(Beginning of Provided data)
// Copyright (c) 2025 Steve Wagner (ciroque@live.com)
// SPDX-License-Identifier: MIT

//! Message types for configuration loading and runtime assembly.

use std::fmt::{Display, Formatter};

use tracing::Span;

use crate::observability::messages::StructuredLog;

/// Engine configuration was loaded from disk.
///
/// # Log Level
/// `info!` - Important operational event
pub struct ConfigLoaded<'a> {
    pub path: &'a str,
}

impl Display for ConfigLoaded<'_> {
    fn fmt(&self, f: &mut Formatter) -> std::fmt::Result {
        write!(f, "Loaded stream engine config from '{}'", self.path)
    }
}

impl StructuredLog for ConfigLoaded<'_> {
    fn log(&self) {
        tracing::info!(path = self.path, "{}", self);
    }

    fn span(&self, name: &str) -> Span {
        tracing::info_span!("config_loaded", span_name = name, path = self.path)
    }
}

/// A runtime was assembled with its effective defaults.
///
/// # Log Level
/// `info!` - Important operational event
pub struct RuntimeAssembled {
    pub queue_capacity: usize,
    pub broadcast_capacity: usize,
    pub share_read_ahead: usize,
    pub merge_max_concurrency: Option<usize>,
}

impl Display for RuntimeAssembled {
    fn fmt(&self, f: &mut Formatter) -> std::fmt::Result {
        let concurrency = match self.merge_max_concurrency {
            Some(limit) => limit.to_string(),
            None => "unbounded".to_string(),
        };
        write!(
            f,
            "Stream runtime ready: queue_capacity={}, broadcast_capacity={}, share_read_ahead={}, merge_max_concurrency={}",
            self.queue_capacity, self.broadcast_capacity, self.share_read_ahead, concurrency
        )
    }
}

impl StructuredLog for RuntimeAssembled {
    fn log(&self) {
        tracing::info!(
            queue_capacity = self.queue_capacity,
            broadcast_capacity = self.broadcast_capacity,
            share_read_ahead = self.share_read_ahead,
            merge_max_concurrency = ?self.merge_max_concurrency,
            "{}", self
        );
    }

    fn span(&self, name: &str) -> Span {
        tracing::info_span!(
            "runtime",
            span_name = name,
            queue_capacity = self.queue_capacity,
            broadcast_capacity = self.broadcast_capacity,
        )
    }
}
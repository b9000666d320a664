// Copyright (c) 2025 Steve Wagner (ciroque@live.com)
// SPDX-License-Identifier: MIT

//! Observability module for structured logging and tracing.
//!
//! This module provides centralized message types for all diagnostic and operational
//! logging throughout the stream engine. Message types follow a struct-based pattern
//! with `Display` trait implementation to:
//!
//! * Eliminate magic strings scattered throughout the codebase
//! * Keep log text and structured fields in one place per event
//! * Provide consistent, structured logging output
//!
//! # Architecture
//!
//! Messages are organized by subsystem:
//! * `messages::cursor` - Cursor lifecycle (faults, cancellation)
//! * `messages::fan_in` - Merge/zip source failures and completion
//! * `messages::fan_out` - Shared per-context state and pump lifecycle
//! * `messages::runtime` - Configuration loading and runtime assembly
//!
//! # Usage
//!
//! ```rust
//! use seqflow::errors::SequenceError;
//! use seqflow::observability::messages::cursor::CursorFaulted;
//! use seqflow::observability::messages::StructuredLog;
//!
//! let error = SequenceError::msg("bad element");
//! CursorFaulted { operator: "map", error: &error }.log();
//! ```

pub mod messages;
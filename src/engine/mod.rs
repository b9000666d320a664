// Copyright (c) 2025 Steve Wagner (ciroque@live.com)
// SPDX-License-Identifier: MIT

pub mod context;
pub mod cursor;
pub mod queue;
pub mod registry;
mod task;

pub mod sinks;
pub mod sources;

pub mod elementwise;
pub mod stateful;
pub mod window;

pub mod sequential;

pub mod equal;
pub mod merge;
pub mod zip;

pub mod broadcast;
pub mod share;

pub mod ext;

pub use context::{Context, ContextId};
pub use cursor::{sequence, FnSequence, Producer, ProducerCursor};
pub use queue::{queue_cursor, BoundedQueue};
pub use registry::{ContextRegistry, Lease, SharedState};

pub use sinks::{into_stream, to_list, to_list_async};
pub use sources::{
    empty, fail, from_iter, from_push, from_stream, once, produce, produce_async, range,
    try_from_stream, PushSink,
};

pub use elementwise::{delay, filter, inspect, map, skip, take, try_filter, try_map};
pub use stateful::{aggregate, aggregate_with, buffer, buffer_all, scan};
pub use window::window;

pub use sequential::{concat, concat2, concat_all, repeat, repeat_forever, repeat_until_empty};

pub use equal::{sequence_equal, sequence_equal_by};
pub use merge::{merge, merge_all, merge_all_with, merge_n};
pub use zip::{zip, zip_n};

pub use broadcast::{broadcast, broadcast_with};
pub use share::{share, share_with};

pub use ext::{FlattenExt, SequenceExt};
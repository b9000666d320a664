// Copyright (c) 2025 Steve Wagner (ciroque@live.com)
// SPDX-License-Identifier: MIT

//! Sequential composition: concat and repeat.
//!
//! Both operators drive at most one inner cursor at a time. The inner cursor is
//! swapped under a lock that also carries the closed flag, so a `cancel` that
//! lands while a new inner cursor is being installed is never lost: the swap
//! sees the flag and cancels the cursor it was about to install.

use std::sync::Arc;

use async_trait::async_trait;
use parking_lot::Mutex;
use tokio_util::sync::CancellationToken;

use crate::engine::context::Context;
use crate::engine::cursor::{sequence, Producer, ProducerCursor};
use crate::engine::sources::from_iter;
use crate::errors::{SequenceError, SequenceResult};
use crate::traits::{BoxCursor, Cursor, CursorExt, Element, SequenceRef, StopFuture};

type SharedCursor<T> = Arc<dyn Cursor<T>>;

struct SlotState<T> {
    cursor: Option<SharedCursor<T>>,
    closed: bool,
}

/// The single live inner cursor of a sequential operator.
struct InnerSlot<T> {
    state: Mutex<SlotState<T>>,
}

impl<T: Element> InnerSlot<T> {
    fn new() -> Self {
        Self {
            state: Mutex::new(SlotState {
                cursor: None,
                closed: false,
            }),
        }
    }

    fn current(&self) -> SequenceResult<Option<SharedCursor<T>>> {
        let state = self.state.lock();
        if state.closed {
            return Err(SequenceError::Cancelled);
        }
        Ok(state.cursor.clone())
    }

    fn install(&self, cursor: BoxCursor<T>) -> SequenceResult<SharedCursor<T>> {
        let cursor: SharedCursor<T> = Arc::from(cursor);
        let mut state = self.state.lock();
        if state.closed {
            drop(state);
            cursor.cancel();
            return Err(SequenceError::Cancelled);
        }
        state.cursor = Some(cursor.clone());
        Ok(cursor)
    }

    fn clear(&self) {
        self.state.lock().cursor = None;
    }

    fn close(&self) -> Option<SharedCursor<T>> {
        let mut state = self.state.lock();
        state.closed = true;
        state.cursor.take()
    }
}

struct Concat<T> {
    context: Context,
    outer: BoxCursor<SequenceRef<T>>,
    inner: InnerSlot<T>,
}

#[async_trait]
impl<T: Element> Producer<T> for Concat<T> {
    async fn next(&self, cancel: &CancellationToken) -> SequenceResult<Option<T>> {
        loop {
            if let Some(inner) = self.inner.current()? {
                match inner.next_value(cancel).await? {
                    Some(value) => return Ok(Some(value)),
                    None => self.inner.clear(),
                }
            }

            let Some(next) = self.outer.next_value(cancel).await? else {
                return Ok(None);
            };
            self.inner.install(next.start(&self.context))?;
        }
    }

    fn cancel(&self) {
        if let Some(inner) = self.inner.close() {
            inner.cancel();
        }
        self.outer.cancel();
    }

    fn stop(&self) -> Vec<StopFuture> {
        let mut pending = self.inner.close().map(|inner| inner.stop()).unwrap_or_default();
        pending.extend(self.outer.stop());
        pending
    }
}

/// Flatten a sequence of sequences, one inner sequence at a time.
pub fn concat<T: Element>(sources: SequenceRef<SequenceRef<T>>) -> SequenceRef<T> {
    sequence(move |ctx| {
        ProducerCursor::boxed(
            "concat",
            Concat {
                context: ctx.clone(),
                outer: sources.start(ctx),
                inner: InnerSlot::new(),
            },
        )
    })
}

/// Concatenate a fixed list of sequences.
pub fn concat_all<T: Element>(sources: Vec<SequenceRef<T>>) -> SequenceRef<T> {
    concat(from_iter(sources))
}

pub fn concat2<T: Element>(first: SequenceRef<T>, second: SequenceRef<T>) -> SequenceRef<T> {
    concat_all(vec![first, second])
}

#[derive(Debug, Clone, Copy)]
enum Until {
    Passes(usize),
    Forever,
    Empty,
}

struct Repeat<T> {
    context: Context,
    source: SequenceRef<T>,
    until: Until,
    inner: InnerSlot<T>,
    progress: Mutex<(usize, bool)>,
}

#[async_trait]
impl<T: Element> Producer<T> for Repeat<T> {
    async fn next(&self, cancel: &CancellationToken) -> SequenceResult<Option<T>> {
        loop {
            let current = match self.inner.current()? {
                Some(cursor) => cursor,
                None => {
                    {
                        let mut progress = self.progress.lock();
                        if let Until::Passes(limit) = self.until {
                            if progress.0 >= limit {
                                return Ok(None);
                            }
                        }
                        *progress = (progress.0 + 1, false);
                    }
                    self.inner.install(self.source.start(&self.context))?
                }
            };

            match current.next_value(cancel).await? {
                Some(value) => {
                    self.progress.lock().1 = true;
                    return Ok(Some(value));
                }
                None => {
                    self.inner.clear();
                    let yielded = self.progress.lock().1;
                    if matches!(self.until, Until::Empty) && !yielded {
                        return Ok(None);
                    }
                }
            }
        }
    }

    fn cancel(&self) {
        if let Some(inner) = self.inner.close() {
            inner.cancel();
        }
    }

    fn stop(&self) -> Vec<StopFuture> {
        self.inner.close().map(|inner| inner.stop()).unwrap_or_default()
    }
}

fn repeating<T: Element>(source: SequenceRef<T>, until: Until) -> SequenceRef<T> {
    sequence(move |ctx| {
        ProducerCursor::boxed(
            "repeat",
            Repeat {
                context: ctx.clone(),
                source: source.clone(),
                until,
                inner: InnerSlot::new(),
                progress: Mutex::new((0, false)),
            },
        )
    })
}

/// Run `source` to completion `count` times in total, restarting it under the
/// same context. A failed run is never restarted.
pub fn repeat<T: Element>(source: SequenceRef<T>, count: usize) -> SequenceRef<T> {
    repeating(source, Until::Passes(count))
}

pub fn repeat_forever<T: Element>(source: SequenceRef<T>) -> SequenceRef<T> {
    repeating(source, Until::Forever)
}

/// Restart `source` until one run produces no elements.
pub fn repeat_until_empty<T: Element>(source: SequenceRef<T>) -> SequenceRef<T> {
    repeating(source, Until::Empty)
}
(End of Provided data)
## Directions for this task
From the records above, pull out every line containing the word "Display".

## Result of the exercise
use std::fmt::{Display, Formatter};
impl Display for ConfigLoaded<'_> {
impl Display for RuntimeAssembled {
//! with `Display` trait implementation to:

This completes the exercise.